Acute pyelonephritis in pregnancy: an 18-year retrospective analysis.

Author information

1
Department of Obstetrics and Gynecology, University of California, Irvine, School of Medicine, Orange, CA.
2
Department of Obstetrics and Gynecology, Kaiser Permanente Southern California Medical Group, West Los Angeles, CA.
3
Department of Research and Evaluation, Kaiser Permanente Southern California Medical Group, Pasadena, CA; Department of Obstetrics and Gynecology, University of Medicine and Dentistry of New Jersey, New Brunswick, NJ.

Abstract

OBJECTIVE:

We sought to describe the incidence of acute pyelonephritis in pregnancy, and to assess its association with perinatal outcomes in an integrated health care system.

STUDY DESIGN:

A retrospective cohort study was performed using medical records on 546,092 singleton pregnancies delivered in all Kaiser Permanente Southern California hospitals from 1993 through 2010. These medical records include the perinatal service system along with inpatient and outpatient encounter files. Adjusted odd ratios (ORs) and 95% confidence intervals (CIs) were used to estimate associations.

RESULTS:

The incidence of acute antepartum pyelonephritis was 0.5% (2894/543,430). Women with pyelonephritis in pregnancy were more likely to be black or Hispanic, young, less educated, nulliparous, initiate prenatal care late, and smoke during pregnancy.

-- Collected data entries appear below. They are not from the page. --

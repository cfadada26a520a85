use axum::{
    http::StatusCode,
    response::{IntoResponse, Response},
    Json,
};
use serde_json::json;
use thiserror::Error;
use uuid::Uuid;

use crate::middleware::RequestId;
use crate::services::llm_client::LlmError;

pub type AppResult<T> = Result<T, AppError>;

#[derive(Error, Debug)]
pub enum AppError {
    #[error("File must be a PDF.")]
    NotPdf,

    #[error("Missing file in request")]
    MissingFile,

    #[error("Invalid file: {message}")]
    InvalidFile { message: String },

    #[error("File too large: {size}MB exceeds limit of {limit}MB")]
    FileTooLarge { size: usize, limit: usize },

    #[error("File not found.")]
    FileNotFound,

    #[error("Rate limit exceeded: maximum concurrent requests reached")]
    RateLimitExceeded,

    #[error("PDF processing failed: {message}")]
    ProcessingError { message: String },

    #[error("LLM request failed: {message}")]
    Upstream { message: String },

    #[error("LLM request timed out")]
    Timeout,

    #[error("Internal server error: {message}")]
    Internal { message: String },
}

impl AppError {
    pub fn error_code(&self) -> &'static str {
        match self {
            AppError::NotPdf => "NOT_PDF",
            AppError::MissingFile => "MISSING_FILE",
            AppError::InvalidFile { .. } => "INVALID_FILE",
            AppError::FileTooLarge { .. } => "FILE_TOO_LARGE",
            AppError::FileNotFound => "FILE_NOT_FOUND",
            AppError::RateLimitExceeded => "RATE_LIMIT_EXCEEDED",
            AppError::ProcessingError { .. } => "PROCESSING_ERROR",
            AppError::Upstream { .. } => "UPSTREAM_ERROR",
            AppError::Timeout => "UPSTREAM_TIMEOUT",
            AppError::Internal { .. } => "INTERNAL_ERROR",
        }
    }

    pub fn status_code(&self) -> StatusCode {
        match self {
            AppError::NotPdf => StatusCode::BAD_REQUEST,
            AppError::MissingFile => StatusCode::BAD_REQUEST,
            AppError::InvalidFile { .. } => StatusCode::BAD_REQUEST,
            AppError::FileTooLarge { .. } => StatusCode::PAYLOAD_TOO_LARGE,
            AppError::FileNotFound => StatusCode::NOT_FOUND,
            AppError::RateLimitExceeded => StatusCode::TOO_MANY_REQUESTS,
            AppError::ProcessingError { .. } => StatusCode::INTERNAL_SERVER_ERROR,
            AppError::Upstream { .. } => StatusCode::BAD_GATEWAY,
            AppError::Timeout => StatusCode::GATEWAY_TIMEOUT,
            AppError::Internal { .. } => StatusCode::INTERNAL_SERVER_ERROR,
        }
    }

    /// Message sent to the client. Upstream and internal details stay in the logs.
    pub fn public_message(&self) -> String {
        match self {
            AppError::Upstream { .. } => "The language model request failed".to_string(),
            AppError::Internal { .. } => "An internal server error occurred".to_string(),
            other => other.to_string(),
        }
    }
}

impl IntoResponse for AppError {
    fn into_response(self) -> Response {
        let status = self.status_code();
        let error_code = self.error_code();
        let message = self.to_string();
        let request_id = RequestId::current().unwrap_or_else(|| Uuid::new_v4().to_string());
        let timestamp = chrono::Utc::now().to_rfc3339();

        if status.is_server_error() {
            tracing::error!(
                error_code = error_code,
                status_code = %status,
                request_id = %request_id,
                error_message = %message,
                "API error occurred"
            );
        } else {
            tracing::warn!(
                error_code = error_code,
                status_code = %status,
                request_id = %request_id,
                error_message = %message,
                "Request rejected"
            );
        }

        let body = Json(json!({
            "error": self.public_message(),
            "code": error_code,
            "request_id": request_id,
            "timestamp": timestamp
        }));

        (status, body).into_response()
    }
}

impl From<anyhow::Error> for AppError {
    fn from(err: anyhow::Error) -> Self {
        AppError::Internal {
            message: err.to_string(),
        }
    }
}

impl From<std::io::Error> for AppError {
    fn from(err: std::io::Error) -> Self {
        AppError::Internal {
            message: format!("IO error: {}", err),
        }
    }
}

impl From<LlmError> for AppError {
    fn from(err: LlmError) -> Self {
        match err {
            LlmError::Timeout => AppError::Timeout,
            other => AppError::Upstream {
                message: other.to_string(),
            },
        }
    }
}

impl AppError {
    pub fn invalid_file(message: impl Into<String>) -> Self {
        AppError::InvalidFile {
            message: message.into(),
        }
    }

    pub fn processing(message: impl Into<String>) -> Self {
        AppError::ProcessingError {
            message: message.into(),
        }
    }

    pub fn internal(message: impl Into<String>) -> Self {
        AppError::Internal {
            message: message.into(),
        }
    }
}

Pregnancies of women with pyelonephritis compared to those without were more likely to be complicated by anemia (26.3% vs 11.4%; OR, 2.6; 95% CI, 2.4-2.9), septicemia (1.9% vs 0.03%; OR, 56.5; 95% CI, 41.3-77.4), acute pulmonary insufficiency (0.5% vs 0.04%; OR, 12.5; 95% CI, 7.2-21.6), acute renal dysfunction (0.4% vs 0.03%; OR, 16.5; 95% CI, 8.8-30.7), and spontaneous preterm birth (10.3% vs 7.9%; OR, 1.3; 95% CI, 1.2-1.5). Most of the preterm births occurred between 33-36 weeks (9.1%).

CONCLUSION:

We characterize the incidence of pyelonephritis in an integrated health care system where routine prenatal screening for asymptomatic bacteriuria is employed. Maternal complications are commonly encountered and the risk of preterm birth is higher than the baseline obstetric population.

KEYWORDS:

perinatal outcomes; pregnancy; preterm labor; pyelonephritis

PMID:
24100227
DOI:
10.1016/j.ajog.2013.10.006
[Indexed for MEDLINE]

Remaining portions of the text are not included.